Hoy no saldré del asfalto en todo el día, pero tampoco me preocupa mucho, llevo la calma dentro y desde ella el mundo se ve como un mar tranquilo por donde navegan algunos veleros que han echado por la borda las nociones del tiempo y el destino.


Caminaba cobijado en mis pensamientos cuando he sentido que paraba un coche a mi lado; levanto la vista y me encuentro con un hombre que baja la ventanilla del automóvil y me alarga cuatro grandes naranjas. Para el camino, me dice. Jo, nada, hombre, se agradece. Y arranca y me envía un amistoso “buen viaje”. Poco después, hablando con Victoria por teléfono, me recordaría algunas anécdotas más de antiguos viajes por Argelia y Túnez, cuando tan frecuente era que, en algún lugar remoto del campo donde acampábamos, se acercara algún vecino a ofrecernos huevos, una taza de té o unas rodajas de sandía. La hospitalidad de algunas culturas es uno de esos bienes que los viajeros recuerdan casi con tierno agradecimiento. El punto de hasta donde la hospitalidad puede adquirir dimensiones magníficas nos lo narra Marco Polo en El Libro de las Maravillas, cuando atraviesa la provincia de Gaindu, en Tíbet. Merece la pena recoger la cita entera:

“Cuando un hombre ve llegar a un forastero a su casa y pedir hospitalidad, se marcha en seguida y ordena a la mujer hacer lo que le mande el forastero. Se aleja de la casa y va a su viña o al campo, y no vuelve hasta que el extranjero abandona la casa, y a menudo el peregrino vive en ella tres días y se acuesta en el lecho de la mujer del villano. Y el que ocupa la casa pone la señal para significar que se halla en ella, es decir, que cuelga su sombrero en la puerta. Y el villano que ve la señal en la puerta de su casa no vuelve hasta que en ella no queda el forastero.”


Dos grandes hachones de luz caen ahora sobre el pavimento del dormitorio del albergue municipal de Algemesí, un segundo piso en una calle tranquila junto al Museu de la Festa. Paladeo el bienestar que estos recintos proporcionan y que hay que agradecer a la iniciativa de algunos regidores de los municipios por donde atraviesan los Caminos de Santiago. Lo acabo de dejar escrito en el libro de visitas del albergue: “Bienaventurados sean los promotores de estos albergues. Que el Señor en su inmensa gracia les depare salud y alegría por su buena acción :). ¡Gracias sinceras!” 

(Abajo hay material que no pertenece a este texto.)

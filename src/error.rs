//! Top-level driver errors and exit codes

use std::process::ExitCode;
use thiserror::Error;

use crate::config::ConfigError;
use crate::executor::ExecError;
use crate::naming::NamingError;
use crate::orchestrator::ResourceError;

pub const EXIT_CONFIG: u8 = 2;
pub const EXIT_PROVISION: u8 = 3;
pub const EXIT_TEST_FAILED: u8 = 4;
pub const EXIT_TEARDOWN: u8 = 5;
pub const EXIT_CANCELLED: u8 = 130;

#[derive(Error, Debug)]
pub enum DriverError {
    #[error(transparent)]
    Config(#[from] ConfigError),

    #[error(transparent)]
    Naming(#[from] NamingError),

    #[error("provisioning failed")]
    Provision(#[source] ResourceError),

    #[error("test binary failed{}", .exit_code.map(|c| format!(" with exit code {c}")).unwrap_or_default())]
    TestFailed { exit_code: Option<i32> },

    #[error(transparent)]
    Exec(ExecError),

    #[error("teardown incomplete")]
    Teardown(#[source] ResourceError),

    #[error("cancelled")]
    Cancelled,

    #[error(transparent)]
    Other(#[from] anyhow::Error),
}

impl From<ResourceError> for DriverError {
    fn from(err: ResourceError) -> Self {
        match err {
            ResourceError::Cancelled { .. } => DriverError::Cancelled,
            ResourceError::TeardownFailed { .. } => DriverError::Teardown(err),
            other => DriverError::Provision(other),
        }
    }
}

impl From<ExecError> for DriverError {
    fn from(err: ExecError) -> Self {
        match err {
            ExecError::Cancelled => DriverError::Cancelled,
            other => DriverError::Exec(other),
        }
    }
}

impl DriverError {
    pub fn exit_code(&self) -> u8 {
        match self {
            DriverError::Config(_) | DriverError::Naming(_) => EXIT_CONFIG,
            DriverError::Provision(_) | DriverError::Other(_) => EXIT_PROVISION,
            DriverError::TestFailed { .. } | DriverError::Exec(_) => EXIT_TEST_FAILED,
            DriverError::Teardown(_) => EXIT_TEARDOWN,
            DriverError::Cancelled => EXIT_CANCELLED,
        }
    }
}

impl From<&DriverError> for ExitCode {
    fn from(err: &DriverError) -> Self {
        ExitCode::from(err.exit_code())
    }
}

#[cfg(test)]
mod tests {
    use super::*;
    use std::path::PathBuf;

    #[test]
    fn test_exit_codes_are_distinct() {
        let config: DriverError = ConfigError::CyclicInclude {
            chain: vec![PathBuf::from("a.cfg"), PathBuf::from("a.cfg")],
        }
        .into();
        let provision: DriverError = ResourceError::CreateFailed {
            kind: crate::orchestrator::ResourceKind::FirewallRule,
            name: "fw".to_string(),
            reason: "denied".to_string(),
        }
        .into();
        let test = DriverError::TestFailed { exit_code: Some(1) };
        let teardown: DriverError = ResourceError::TeardownFailed { failures: vec![] }.into();
        let cancelled: DriverError = ResourceError::Cancelled { torn_down: 2, failed: 0 }.into();

        assert_eq!(config.exit_code(), EXIT_CONFIG);
        assert_eq!(provision.exit_code(), EXIT_PROVISION);
        assert_eq!(test.exit_code(), EXIT_TEST_FAILED);
        assert_eq!(teardown.exit_code(), EXIT_TEARDOWN);
        assert_eq!(cancelled.exit_code(), EXIT_CANCELLED);
        assert_eq!(DriverError::from(ExecError::Cancelled).exit_code(), EXIT_CANCELLED);
    }

    #[test]
    fn test_test_failure_message() {
        assert_eq!(
            DriverError::TestFailed { exit_code: Some(3) }.to_string(),
            "test binary failed with exit code 3"
        );
        assert_eq!(
            DriverError::TestFailed { exit_code: None }.to_string(),
            "test binary failed"
        );
    }
}
//! Volume/spread classification of the latest bar.
//!
//! Relative volume is measured against the average of the bars *before* the
//! one being classified, so a spike does not dilute its own baseline.

use serde::{Deserialize, Serialize};

use crate::{EngineError, OHLCVExt, Period, Result, OHLCV};

/// Relative-volume bucket
#[derive(Debug, Clone, Copy, PartialEq, Eq, Hash, Serialize, Deserialize)]
#[serde(rename_all = "SCREAMING_SNAKE_CASE")]
pub enum VolumeLevel {
    High,
    Average,
    Low,
}

/// Which side the bar's volume appears to favour
#[derive(Debug, Clone, Copy, PartialEq, Eq, Hash, Serialize, Deserialize)]
#[serde(rename_all = "SCREAMING_SNAKE_CASE")]
pub enum Pressure {
    Demand,
    Supply,
    Neutral,
}

/// Volume and spread read for one bar
#[derive(Debug, Clone, Copy, PartialEq, Serialize, Deserialize)]
pub struct VolumeContext {
    pub level: VolumeLevel,
    /// Current volume / trailing average volume
    pub relative_volume: f64,
    /// Current range / trailing average range
    pub spread_ratio: f64,
    /// Close within the bar range, 0.0 at the low and 1.0 at the high
    pub close_position: f64,
    pub pressure: Pressure,
    /// Very high volume on a wide spread
    pub climactic: bool,
}

#[derive(Debug, Clone, Serialize, Deserialize)]
#[serde(default)]
pub struct VolumeSpreadAnalyzer {
    pub period: Period,
    pub high_threshold: f64,
    pub average_threshold: f64,
    pub climactic_volume: f64,
    pub climactic_spread: f64,
}

impl Default for VolumeSpreadAnalyzer {
    fn default() -> Self {
        Self {
            period: Period::new_const(20),
            high_threshold: 1.5,
            average_threshold: 0.8,
            climactic_volume: 2.5,
            climactic_spread: 1.5,
        }
    }
}

impl VolumeSpreadAnalyzer {
    pub fn validate(&self) -> Result<()> {
        if !(self.average_threshold > 0.0 && self.high_threshold > self.average_threshold) {
            return Err(EngineError::InvalidConfig(format!(
                "volume: require 0 < average_threshold ({}) < high_threshold ({})",
                self.average_threshold, self.high_threshold
            )));
        }
        Ok(())
    }

    #[inline]
    pub fn level(&self, relative_volume: f64) -> VolumeLevel {
        if relative_volume >= self.high_threshold {
            VolumeLevel::High
        } else if relative_volume >= self.average_threshold {
            VolumeLevel::Average
        } else {
            VolumeLevel::Low
        }
    }

    /// Classify the last bar of `bars`.
    pub fn analyze<T: OHLCV>(&self, bars: &[T]) -> Result<VolumeContext> {
        match bars.len() {
            0 => Err(EngineError::InsufficientHistory {
                need: self.period.get() + 1,
                got: 0,
            }),
            n => self.analyze_at(bars, n - 1),
        }
    }

    /// Classify the bar at `index` against the `period` bars before it.
    pub fn analyze_at<T: OHLCV>(&self, bars: &[T], index: usize) -> Result<VolumeContext> {
        let period = self.period.get();
        if index < period || index >= bars.len() {
            return Err(EngineError::InsufficientHistory {
                need: period + 1,
                got: bars.len().min(index + 1),
            });
        }

        let bar = &bars[index];
        let trail = &bars[index - period..index];
        let avg_volume = trail.iter().map(|b| b.volume()).sum::<f64>() / period as f64;
        let avg_range = trail.iter().map(|b| b.range()).sum::<f64>() / period as f64;

        if !(avg_volume.is_finite() && avg_volume > 0.0) {
            return Err(EngineError::InvalidValue("average volume must be positive"));
        }

        let relative_volume = bar.volume() / avg_volume;
        let spread_ratio = if avg_range > 0.0 {
            bar.range() / avg_range
        } else {
            1.0
        };
        let close_position = bar.close_position().unwrap_or(0.5);
        let level = self.level(relative_volume);

        let pressure = match level {
            VolumeLevel::Low => Pressure::Neutral,
            _ if close_position >= 0.6 => Pressure::Demand,
            _ if close_position <= 0.4 => Pressure::Supply,
            _ => Pressure::Neutral,
        };

        Ok(VolumeContext {
            level,
            relative_volume,
            spread_ratio,
            close_position,
            pressure,
            climactic: relative_volume >= self.climactic_volume
                && spread_ratio >= self.climactic_spread,
        })
    }
}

Hora tras la comida, toda la tarde por delante como regalo inesperado que recibiera el sediento tras una larga marcha. La mía no fue larga ni dio lugar a que pasara sed por el camino, que más bien fue cosa tranquila de aficionado a la lectura metidas sus narices en un par de novelas y algunas páginas de antropología mientras recorría caminos que desde la noche de las seis de la mañana, el amanecer y el resto hasta pasado el mediodía, discurrirían tranquilos y sin sobresaltos como quien cumple el deber de facilitar la lectura hablando en sordina mientras la magnífica traca final de la novela de Eça de Queirós, a modo del desenlace beethoveniano de una magnífica sinfonía, acompañaba su andar a través de cuidados campos en los que las naranjas colgaban orondas a punto ya de dar con su cuerpo en tierra.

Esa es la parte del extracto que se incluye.